Adding Verification in terms of error
The verification initiative works for each line individually, collecting all the approved information and detailed error details:
def validate_data(self, df: pd.DataFrame) -> pd.DataFrame:
valid_rows = []
errors = []
for idx, row in df.iterrows():
try:
validated_row = DataValidator(**row.to_dict())
valid_rows.append(validated_row.model_dump())
except ValidationError as e:
errors.append({'row': idx, 'errors': str(e)})
self.cleaning_stats['validation_errors'] = len(errors)
return pd.DataFrame(valid_rows), errors
This line of line is guaranteed that a particular global record does not drive the whole pipe. The valid lines continued through the process when errors are captured to review. This is important in production locations where you need to process what you can do while using problems.
Packing
This page process How to tie everything together:
def process(self, df: pd.DataFrame) -> Dict[str, Any]:
cleaned_df = self.clean_data(df.copy())
validated_df, validation_errors = self.validate_data(cleaned_df)
return {
'cleaned_data': validated_df,
'validation_errors': validation_errors,
'stats': self.cleaning_stats
}
The amount of refund is a broad statement that includes the purified data, any any verification errors, and processing statistics.
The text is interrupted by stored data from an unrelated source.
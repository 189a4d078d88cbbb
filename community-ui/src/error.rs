/// Failures talking to the instance API.
#[derive(Debug, thiserror::Error)]
pub enum ClientError {
    #[error("Request failed: {0}")]
    Request(#[source] gloo_net::Error),

    #[error("HTTP error: {status}")]
    Http { status: u16 },

    #[error("Failed to parse JSON: {0}")]
    Decode(#[source] gloo_net::Error),

    #[error("Server refused to {0}")]
    Refused(String),

    #[error("Not logged in")]
    NotLoggedIn,
}

pub type Result<T> = std::result::Result<T, ClientError>;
To put everything together
Here's how you used the pipe in working:
# Create sample messy data
sample_data = pd.DataFrame({
'name': ['Tara Jamison', 'Jane Smith', 'Lucy Lee', None, 'Clara Clark','Jane Smith'],
'age': [25, -5, 25, 35, 150,-5],
'email': ['[email protected]', 'invalid-email', '[email protected]', '[email protected]', '[email protected]','invalid-email'],
'salary': [50000, 60000, 50000, None, 75000,60000]
})
pipeline = DataPipeline()
result = pipeline.process(sample_data)
The pipe removes a double record, handles the lost name by completing it 'Unknown', filling the Median price verification, and incorrect email errors.
🔗 You can find the perfect text in GitHub.
Extend the pipe
The Pipeline works as a basis for which you can build. Consider these enhancements about specific needs:
Custom cleaning rules: Enter methods of extraction domain as phone numbers or addresses.
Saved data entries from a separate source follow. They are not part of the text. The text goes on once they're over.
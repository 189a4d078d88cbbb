//! Display helpers for counts, hosts and dates

use chrono::{DateTime, NaiveDate, NaiveDateTime};
use community_types::Community;

const SI_UNITS: [(f64, &str); 4] = [(1e3, "K"), (1e6, "M"), (1e9, "B"), (1e12, "T")];

/// Compact count with at most three significant digits: `1234` -> `1.23K`.
pub fn num_to_si(value: i64) -> String {
    let abs = value.unsigned_abs() as f64;
    if abs < SI_UNITS[0].0 {
        return value.to_string();
    }
    let sign = if value < 0 { "-" } else { "" };

    let mut unit = SI_UNITS
        .iter()
        .rposition(|(div, _)| abs >= *div)
        .unwrap_or(0);
    let mut digits = three_significant(abs / SI_UNITS[unit].0);

    // 999_999 rounds up to "1000K"; carry into the next unit.
    if digits == "1000" && unit + 1 < SI_UNITS.len() {
        unit += 1;
        digits = three_significant(abs / SI_UNITS[unit].0);
    }

    format!("{sign}{digits}{}", SI_UNITS[unit].1)
}

fn three_significant(scaled: f64) -> String {
    let int_digits = if scaled >= 100.0 {
        3
    } else if scaled >= 10.0 {
        2
    } else {
        1
    };
    let formatted = format!("{:.*}", 3 - int_digits, scaled);
    if formatted.contains('.') {
        formatted
            .trim_end_matches('0')
            .trim_end_matches('.')
            .to_string()
    } else {
        formatted
    }
}

/// Host part of an ActivityPub id, without port. Empty when unparsable.
pub fn hostname(actor_id: &str) -> String {
    url::Url::parse(actor_id)
        .ok()
        .and_then(|url| url.host_str().map(str::to_string))
        .unwrap_or_default()
}

/// `!name@host`, the handle users type to find a community from any instance.
pub fn community_apub_name(community: &Community) -> String {
    format!("!{}@{}", community.name, hostname(&community.actor_id))
}

/// Unix seconds for a date typed into a form. Accepts RFC 3339, the
/// `datetime-local` input format, or a bare `YYYY-MM-DD` (midnight UTC).
pub fn get_unix_time(text: Option<&str>) -> Option<i64> {
    let text = text?.trim();
    if text.is_empty() {
        return None;
    }

    if let Ok(dt) = DateTime::parse_from_rfc3339(text) {
        return Some(dt.timestamp());
    }
    if let Ok(dt) = NaiveDateTime::parse_from_str(text, "%Y-%m-%dT%H:%M") {
        return Some(dt.and_utc().timestamp());
    }
    NaiveDate::parse_from_str(text, "%Y-%m-%d")
        .ok()
        .and_then(|date| date.and_hms_opt(0, 0, 0))
        .map(|dt| dt.and_utc().timestamp())
}

#[cfg(test)]
mod tests {
    use super::*;
    use crate::test_fixtures::community;

    #[test]
    fn small_numbers_are_unchanged() {
        assert_eq!(num_to_si(0), "0");
        assert_eq!(num_to_si(7), "7");
        assert_eq!(num_to_si(999), "999");
        assert_eq!(num_to_si(-12), "-12");
    }

    #[test]
    fn large_numbers_are_compacted() {
        assert_eq!(num_to_si(1_000), "1K");
        assert_eq!(num_to_si(1_234), "1.23K");
        assert_eq!(num_to_si(12_345), "12.3K");
        assert_eq!(num_to_si(123_456), "123K");
        assert_eq!(num_to_si(1_500_000), "1.5M");
        assert_eq!(num_to_si(2_000_000_000), "2B");
        assert_eq!(num_to_si(-2_500), "-2.5K");
    }

    #[test]
    fn rounding_carries_into_next_unit() {
        assert_eq!(num_to_si(9_999), "10K");
        assert_eq!(num_to_si(99_999), "100K");
        assert_eq!(num_to_si(999_999), "1M");
    }

    #[test]
    fn hostname_strips_scheme_path_and_port() {
        assert_eq!(hostname("https://lemmy.ml/c/rust"), "lemmy.ml");
        assert_eq!(hostname("http://localhost:8536/c/main"), "localhost");
        assert_eq!(hostname("not a url"), "");
    }

    #[test]
    fn apub_name_includes_instance() {
        assert_eq!(community_apub_name(&community()), "!rust@lemmy.ml");
    }

    #[test]
    fn unix_time_from_form_inputs() {
        assert_eq!(get_unix_time(None), None);
        assert_eq!(get_unix_time(Some("  ")), None);
        assert_eq!(get_unix_time(Some("tomorrow")), None);
        assert_eq!(get_unix_time(Some("1970-01-02")), Some(86_400));
        assert_eq!(get_unix_time(Some("1970-01-01T01:00")), Some(3_600));
        assert_eq!(
            get_unix_time(Some("2030-01-01T00:00:00+01:00")),
            Some(1_893_452_400)
        );
    }
}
Confirmation Confirmation: Make Pydantic Schema prepared so the same pipe can handle different types of data.
Advanced error management: Use a temporary default reply or default modifications of normal errors.
Efficiency: For detail, think of using the activities underlined or the same processing.
Rolling up
The data pipes are not in relation to cleaning individual datasets. About creating reliable, effective programs.
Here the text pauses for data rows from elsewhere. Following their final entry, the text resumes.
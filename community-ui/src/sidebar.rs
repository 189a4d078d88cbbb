//! Community sidebar
//!
//! Renders the community header, subscribe/block controls, stats, moderators
//! and the moderation forms, or the edit form while editing. Every action is
//! forwarded to a caller-supplied handler; the caller performs the request and
//! hands down a new snapshot, which resets the transient state here.

pub mod controls;
pub mod intents;
pub mod permissions;
pub mod state;

use community_types::{
    AddModToCommunity, BlockCommunity, CommunityModeratorView, CommunityView, DeleteCommunity,
    EditCommunity, FollowCommunity, Language, LanguageId, PersonView, PurgeCommunity,
    RemoveCommunity, Sensitive,
};
use dioxus::prelude::*;
use dioxus_logger::tracing::warn;

use crate::community_form::CommunityForm;
use crate::components::{
    BannerIconHeader, CommunityLink, Icon, PersonListing, PurgeWarning, Spinner,
};
use crate::format::hostname;
use crate::i18n::{community_not_logged_in_alert, t, t_count};
use crate::markdown::md_to_html;
use crate::session::Session;
use crate::snapshot::Snapshot;

pub use controls::SidebarControls;
pub use state::SidebarState;
use serde::{Deserialize, Serialize};
use ts_rs::TS;

use crate::newtypes::CommunityId;
use crate::source::{Community, Person};

/// Activity and size counters for a community.
#[derive(Debug, Clone, Default, PartialEq, Eq, Serialize, Deserialize, TS)]
#[ts(export, export_to = "../../community-ui/src/types/generated.ts")]
pub struct CommunityAggregates {
    pub community_id: CommunityId,
    pub subscribers: i64,
    pub posts: i64,
    pub comments: i64,
    /// The number of users with any activity in the last day.
    pub users_active_day: i64,
    /// The number of users with any activity in the last week.
    pub users_active_week: i64,
    /// The number of users with any activity in the last month.
    pub users_active_month: i64,
    /// The number of users with any activity in the last six months.
    pub users_active_half_year: i64,
}

/// Follow state of the signed-in user towards a community.
///
/// `Pending` means a follow was sent to a remote instance and not yet accepted.
#[derive(Debug, Clone, Copy, Default, PartialEq, Eq, Serialize, Deserialize, TS)]
#[ts(export, export_to = "../../community-ui/src/types/generated.ts")]
pub enum SubscribedType {
    Subscribed,
    #[default]
    NotSubscribed,
    Pending,
}

/// Read-only community snapshot as handed out by the server.
#[derive(Debug, Clone, PartialEq, Serialize, Deserialize, TS)]
#[ts(export, export_to = "../../community-ui/src/types/generated.ts")]
pub struct CommunityView {
    pub community: Community,
    pub subscribed: SubscribedType,
    pub blocked: bool,
    pub counts: CommunityAggregates,
}

#[derive(Debug, Clone, PartialEq, Serialize, Deserialize, TS)]
#[ts(export, export_to = "../../community-ui/src/types/generated.ts")]
pub struct CommunityModeratorView {
    pub community: Community,
    pub moderator: Person,
}

#[derive(Debug, Clone, PartialEq, Serialize, Deserialize, TS)]
#[ts(export, export_to = "../../community-ui/src/types/generated.ts")]
pub struct PersonView {
    pub person: Person,
}

#[derive(Debug, Clone, PartialEq, Serialize, Deserialize, TS)]
#[ts(export, export_to = "../../community-ui/src/types/generated.ts")]
pub struct LocalUserView {
    pub person: Person,
}

/// The signed-in user, as returned inside `GetSiteResponse`.
#[derive(Debug, Clone, PartialEq, Serialize, Deserialize, TS)]
#[ts(export, export_to = "../../community-ui/src/types/generated.ts")]
pub struct MyUserInfo {
    pub local_user_view: LocalUserView,
}

impl MyUserInfo {
    pub fn person(&self) -> &Person {
        &self.local_user_view.person
    }
}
This pipeline assures consistency in all your projects and makes it easy to address business rules as the requirements of change. Start with this basic Pipeline, and customize specific needs.
The key has a reliable, effective system that can host the activities of Mode so that you can focus on finding understanding from clean data. Happy Data Cleaning!
Count Priya c He is the writer and a technical writer from India. He likes to work in mathematical communication, data science and content creation. His areas of interest and professionals includes deliefs, data science and natural language. She enjoys reading, writing, coding, and coffee! Currently, he works by reading and sharing his knowledge and engineering society by disciples of teaching, how they guide, pieces of ideas, and more. Calculate and create views of the resources and instruction of codes.